Meter reading processing
In terms of office staffing, the real distinction in time savings with meter readings is only between manually entering readings or importing them from some sort of automated reading process. However, like two years ago, this year’s survey again distinguished between whether the imported readings were from handhelds, another utility, or an AMR or AMI system.
As expected, most utilities in the survey have automated their meter reading process. However, this year’s survey included 13 utilities that still enter meter readings, down from 16 two years ago. Surprisingly, six of these utilities were in the upper 50% of most efficiently staffed offices, and one is in the top four! The others were all within the bottom half of least efficiently staffed offices, as represented by the graph below (clicking on any of the graphs will open a larger image in a new window).
Bill printing and the related tasks required for preparing bills for mailing – separating postcards or folding and inserting full page bills, sorting, and traying the mail – are very labor-intensive tasks.
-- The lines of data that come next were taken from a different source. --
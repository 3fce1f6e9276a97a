//! Projects a [`SpeciesIndex`] onto the bird list's taxonomic order.

use serde::{Deserialize, Serialize};

use crate::aggregate::{SiteSightings, SpeciesIndex};
use crate::birdlist::BirdList;

/// One species in display order with its sightings grouped by site.
#[derive(Debug, Clone, PartialEq, Eq, Serialize, Deserialize)]
pub struct SpeciesEntry {
    pub species: String,
    pub sites: Vec<SiteSightings>,
}

/// Orders the recorded species by their position in `birds`.
///
/// Species on the list but not recorded are left out. Recorded species
/// missing from the list should not exist, because the parser registers
/// every species it reads; any that do are dropped with a warning.
pub fn taxonomic_order(mut index: SpeciesIndex, birds: &BirdList) -> Vec<SpeciesEntry> {
    let mut ordered = Vec::with_capacity(index.species_count());
    for species in birds.snapshot() {
        if let Some(sites) = index.take(&species) {
            ordered.push(SpeciesEntry { species, sites });
        }
    }

    for species in index.species_names() {
        tracing::warn!(species, "species missing from birdlist, not shown");
    }

    ordered
}

#[cfg(test)]
mod tests {
    use super::*;
    use crate::types::Sighting;

    fn sighting(species: &str) -> Sighting {
        Sighting {
            date: "1/3".into(),
            time: String::new(),
            species: species.into(),
            site: "A".into(),
            count: "1".into(),
            observer: String::new(),
            notes: String::new(),
        }
    }

    fn names(entries: &[SpeciesEntry]) -> Vec<&str> {
        entries.iter().map(|e| e.species.as_str()).collect()
    }

    #[test]
    fn follows_birdlist_and_skips_unrecorded() {
        let birds = BirdList::new(vec!["Wren".into(), "Robin".into(), "Blackbird".into()]);
        let index: SpeciesIndex = vec![sighting("Blackbird"), sighting("Wren")]
            .into_iter()
            .collect();
        let ordered = taxonomic_order(index, &birds);
        assert_eq!(names(&ordered), vec!["Wren", "Blackbird"]);
    }

    #[test]
    fn inserted_species_sorts_at_insert_position() {
        let birds = BirdList::new(vec!["Wren".into(), "Robin".into()]);
        birds.add_if_absent("Hoopoe");
        let index: SpeciesIndex = vec![sighting("Robin"), sighting("Hoopoe")]
            .into_iter()
            .collect();
        let ordered = taxonomic_order(index, &birds);
        assert_eq!(names(&ordered), vec!["Hoopoe", "Robin"]);
    }

    #[test]
    fn unlisted_species_are_dropped() {
        let birds = BirdList::new(vec!["Wren".into()]);
        let index: SpeciesIndex = vec![sighting("Wren"), sighting("Dodo")]
            .into_iter()
            .collect();
        let ordered = taxonomic_order(index, &birds);
        assert_eq!(names(&ordered), vec!["Wren"]);
    }

    #[test]
    fn empty_index_gives_empty_order() {
        let birds = BirdList::new(vec!["Wren".into()]);
        assert!(taxonomic_order(SpeciesIndex::new(), &birds).is_empty());
    }

    #[test]
    fn sites_travel_with_species() {
        let birds = BirdList::new(vec!["Wren".into()]);
        let index: SpeciesIndex = vec![sighting("Wren"), sighting("Wren")].into_iter().collect();
        let ordered = taxonomic_order(index, &birds);
        assert_eq!(ordered[0].sites.len(), 1);
        assert_eq!(ordered[0].sites[0].sightings.len(), 2);
    }
}
mod client;
mod errors;
mod query;
mod user_agent;
pub use self::client::Client;
pub use self::errors::Error;
pub use self::query::DayQuery;
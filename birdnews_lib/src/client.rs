//! Caching fetcher: day page → parsed sightings, through the day cache.

use std::sync::Arc;
use std::time::Duration;

use birdnews_api::{Client, DayQuery};
use chrono::NaiveDate;
use dashmap::DashMap;
use rand::Rng;
use tokio::sync::Mutex;

use crate::birdlist::BirdList;
use crate::cache::{DayCache, DEFAULT_CACHE_TTL};
use crate::error::BirdNewsError;
use crate::parse::parse_day_page;
use crate::types::Sighting;

/// Site client wrapper that adds the day cache, parsing, and retries.
///
/// Cache hits bypass the network entirely. Concurrent calls for the same
/// day queue on a per-day lock, so an uncached day is fetched once and the
/// waiting callers are served from the cache.
pub struct CachedClient {
    inner: Client,
    cache: DayCache,
    birds: Arc<BirdList>,
    ttl: Duration,
    region: Option<String>,
    retry: RetryConfig,
    in_flight: DashMap<NaiveDate, Arc<Mutex<()>>>,
}

/// Backoff settings for transient fetch failures.
#[derive(Clone, Debug, PartialEq, Eq)]
pub struct RetryConfig {
    pub max_retries: usize,
    pub base_delay_ms: u64,
    pub max_delay_ms: u64,
}

impl Default for RetryConfig {
    fn default() -> Self {
        Self {
            max_retries: 2,
            base_delay_ms: 1000,
            max_delay_ms: 10000,
        }
    }
}

impl RetryConfig {
    pub fn from_env() -> Self {
        let defaults = Self::default();
        Self {
            max_retries: env_usize("BIRDNEWS_RETRY_MAX", defaults.max_retries),
            base_delay_ms: env_u64("BIRDNEWS_RETRY_BASE_MS", defaults.base_delay_ms),
            max_delay_ms: env_u64("BIRDNEWS_RETRY_MAX_MS", defaults.max_delay_ms),
        }
    }

    /// Fail on the first error.
    pub fn none() -> Self {
        Self {
            max_retries: 0,
            ..Self::default()
        }
    }

    fn delay_for_attempt(&self, attempt: usize) -> Duration {
        let shift = (attempt.saturating_sub(1)).min(30) as u32;
        let exp = 1u64 << shift;
        let base = self
            .base_delay_ms
            .saturating_mul(exp)
            .min(self.max_delay_ms);
        let jitter = rand::thread_rng().gen_range(0.8..1.2);
        Duration::from_millis((base as f64 * jitter) as u64)
    }
}

impl CachedClient {
    /// Creates a cached client with the default TTL and retry settings from the environment.
    pub fn new(inner: Client, cache: DayCache, birds: Arc<BirdList>) -> Self {
        Self {
            inner,
            cache,
            birds,
            ttl: DEFAULT_CACHE_TTL,
            region: None,
            retry: RetryConfig::from_env(),
            in_flight: DashMap::new(),
        }
    }

    pub fn with_ttl(mut self, ttl: Duration) -> Self {
        self.ttl = ttl;
        self
    }

    pub fn with_region(mut self, region: &str) -> Self {
        self.region = Some(region.to_string());
        self
    }

    pub fn with_retry(mut self, retry: RetryConfig) -> Self {
        self.retry = retry;
        self
    }

    pub fn birds(&self) -> &Arc<BirdList> {
        &self.birds
    }

    /// Sightings for `day`, from the cache when fresh, otherwise fetched,
    /// parsed and cached.
    pub async fn fetch_day(&self, day: NaiveDate) -> Result<Vec<Sighting>, BirdNewsError> {
        let lock = self.day_lock(day);
        let result = {
            let _guard = lock.lock().await;
            self.fetch_day_locked(day).await
        };
        drop(lock);
        self.in_flight
            .remove_if(&day, |_, lock| Arc::strong_count(lock) == 1);
        result
    }

    async fn fetch_day_locked(&self, day: NaiveDate) -> Result<Vec<Sighting>, BirdNewsError> {
        if let Some(cached) = self.cache.get(day)? {
            tracing::info!("{} from cache", day);
            // A persistent cache can outlive the runtime bird list.
            for sighting in &cached {
                self.birds.add_if_absent(&sighting.species);
            }
            return Ok(cached);
        }

        let mut query = DayQuery::new(day);
        if let Some(ref region) = self.region {
            query = query.with_region(region);
        }

        let query = &query;
        let html = self
            .retry_fetch(day, || async { Ok(self.inner.get_day_page(query).await?) })
            .await?;
        let sightings = parse_day_page(&html, &self.birds)?;
        tracing::debug!(%day, count = sightings.len(), "parsed day page");

        self.cache.put(day, &sightings, self.ttl)?;
        Ok(sightings)
    }

    fn day_lock(&self, day: NaiveDate) -> Arc<Mutex<()>> {
        self.in_flight
            .entry(day)
            .or_insert_with(|| Arc::new(Mutex::new(())))
            .clone()
    }

    async fn retry_fetch<T, F, Fut>(&self, day: NaiveDate, mut f: F) -> Result<T, BirdNewsError>
    where
        F: FnMut() -> Fut,
        Fut: std::future::Future<Output = Result<T, BirdNewsError>>,
    {
        let mut attempt = 0usize;
        loop {
            match f().await {
                Ok(value) => return Ok(value),
                Err(err) => {
                    attempt += 1;
                    if attempt > self.retry.max_retries || !is_retryable(&err) {
                        return Err(err);
                    }
                    let delay = self.retry.delay_for_attempt(attempt);
                    tracing::warn!(
                        "{} request failed (attempt {}/{}), retrying in {:.1}s",
                        day,
                        attempt,
                        self.retry.max_retries,
                        delay.as_secs_f64()
                    );
                    tokio::time::sleep(delay).await;
                }
            }
        }
    }
}

fn is_retryable(err: &BirdNewsError) -> bool {
    match err {
        BirdNewsError::Fetch(api_err) => match api_err {
            birdnews_api::Error::RequestFailed | birdnews_api::Error::Timeout => true,
            birdnews_api::Error::HttpStatus { status, .. } => *status == 429 || *status >= 500,
        },
        _ => false,
    }
}

fn env_u64(key: &str, default: u64) -> u64 {
    std::env::var(key)
        .ok()
        .and_then(|val| val.parse::<u64>().ok())
        .unwrap_or(default)
}

fn env_usize(key: &str, default: usize) -> usize {
    std::env::var(key)
        .ok()
        .and_then(|val| val.parse::<usize>().ok())
        .unwrap_or(default)
}
//! Error types for the sightings site client.

/// Errors that can occur when fetching a day page.
#[derive(thiserror::Error, Debug)]
pub enum Error {
    /// An HTTP request failed (network error, bad URL, or unreadable body).
    #[error("Request failed")]
    RequestFailed,
    /// The request did not complete within the configured timeout.
    #[error("Request timed out")]
    Timeout,
    /// The site returned a non-success status with a body snippet.
    #[error("Request failed with status {status}")]
    HttpStatus { status: u16, body: String },
}
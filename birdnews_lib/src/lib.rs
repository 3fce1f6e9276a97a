//! Library layer for birdnews: parsing, caching, and aggregation of
//! Going Birding sightings.
//!
//! Wraps the `birdnews_api` page client with a day cache (in-memory or
//! SQLite), the table row parser, the taxonomic bird list, and the range
//! query that turns a span of days into species grouped by site.

pub mod aggregate;
pub mod birdlist;
pub mod cache;
pub mod client;
pub mod db;
pub mod error;
pub mod parse;
pub mod search;
pub mod taxonomy;
pub mod types;
pub mod validation;

pub use birdnews_api;

pub use aggregate::{SiteSightings, SpeciesIndex};
pub use birdlist::{BirdList, BirdListError};
pub use cache::{CacheError, CacheStore, DayCache, MemoryCache, DEFAULT_CACHE_TTL};
pub use client::{CachedClient, RetryConfig};
pub use db::Db;
pub use error::BirdNewsError;
pub use parse::{parse_day_page, ParseError};
pub use search::{search, search_with_progress, DayOutcome, SearchReport};
pub use taxonomy::{taxonomic_order, SpeciesEntry};
pub use types::Sighting;
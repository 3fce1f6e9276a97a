//! Error types for the library layer.

use std::fmt;

use crate::cache::CacheError;
use crate::parse::ParseError;

/// Errors produced by the library layer, wrapping upstream fetch errors
/// and adding cache, parse, and input validation failures.
#[derive(Debug)]
pub enum BirdNewsError {
    /// A day page could not be fetched (network error, timeout, or non-success status).
    Fetch(birdnews_api::Error),
    /// A day page could not be parsed at all.
    Parse(ParseError),
    /// The cache backend failed. Queries do not fall back to uncached mode.
    Cache(CacheError),
    /// User-provided input failed validation.
    InvalidInput(String),
}

impl BirdNewsError {
    /// True for failures confined to one day, which a range query skips.
    pub fn is_day_local(&self) -> bool {
        matches!(self, Self::Fetch(_) | Self::Parse(_))
    }
}

impl fmt::Display for BirdNewsError {
    fn fmt(&self, f: &mut fmt::Formatter<'_>) -> fmt::Result {
        match self {
            Self::Fetch(e) => write!(f, "Fetch error: {}", e),
            Self::Parse(e) => write!(f, "Parse error: {}", e),
            Self::Cache(e) => write!(f, "Cache error: {}", e),
            Self::InvalidInput(msg) => write!(f, "Invalid input: {}", msg),
        }
    }
}

impl std::error::Error for BirdNewsError {
    fn source(&self) -> Option<&(dyn std::error::Error + 'static)> {
        match self {
            Self::Fetch(e) => Some(e),
            Self::Parse(e) => Some(e),
            Self::Cache(e) => Some(e),
            Self::InvalidInput(_) => None,
        }
    }
}

impl From<birdnews_api::Error> for BirdNewsError {
    fn from(e: birdnews_api::Error) -> Self {
        Self::Fetch(e)
    }
}

impl From<ParseError> for BirdNewsError {
    fn from(e: ParseError) -> Self {
        Self::Parse(e)
    }
}

impl From<CacheError> for BirdNewsError {
    fn from(e: CacheError) -> Self {
        Self::Cache(e)
    }
}
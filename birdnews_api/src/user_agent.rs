use rand::seq::SliceRandom;

const USER_AGENTS: &[&str] = &[
    "Mozilla/5.0 (Windows NT 10.0; Win64; x64) AppleWebKit/537.36 (KHTML, like Gecko) Chrome/124.0.0.0 Safari/537.36",
    "Mozilla/5.0 (Macintosh; Intel Mac OS X 10_15_7) AppleWebKit/605.1.15 (KHTML, like Gecko) Version/17.4 Safari/605.1.15",
    "Mozilla/5.0 (X11; Linux x86_64; rv:125.0) Gecko/20100101 Firefox/125.0",
    "Mozilla/5.0 (Windows NT 10.0; Win64; x64; rv:125.0) Gecko/20100101 Firefox/125.0",
];

/// Picks one of a handful of common desktop browser user agents.
pub fn get_user_agent() -> &'static str {
    USER_AGENTS
        .choose(&mut rand::thread_rng())
        .copied()
        .unwrap_or(USER_AGENTS[0])
}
Not surprisingly, the top 11 and 39 of the top 43 most efficiently staffed offices use an outsource printer to print their bills. On the other hand, only two of the 18 least efficiently staffed offices outsource their billing printing.
Mail payment processing
Mail payment processing is quite possibly the most laborious process in most utility offices. For that reason, many utilities have sought to automate the processing of mail payments, either by scanning barcodes on the bill, or using a remittance processing system or a bank lockbox.
Surprisingly, two of the four most efficiently staffed offices still manually enter payments. However, 14 of the 16 most efficiently staffed utilities automate the mail payment process in some way, while 21 of the 24 least efficient utilities manually enter mail payments.
Phone credit card payments
The next area the survey asked about is phone credit card payments. This can be an extremely laborious process considering the customer service representative must look up the account, tell the customer how much is owed, take the credit card number, process the payment authorization and, finally, enter the payment in the system.
Somewhat surprisingly, 8 of the 22 most efficiently staffed offices have a person in the office take phone credit card payments.
Service order processing
The final area, and new to this year’s survey, is service order processing. The survey queried whether utilities used paper or electronic service orders and if they were integrated with the billing software or not.
Somewhat surprisingly, the most efficiently staffed office, and six of the top eight utilities, continue to use paper service orders. 24 of the 116 utilities, or 20.7%, use electronic service orders integrated with their billing software. This is a trend I anticipate will increase with future surveys.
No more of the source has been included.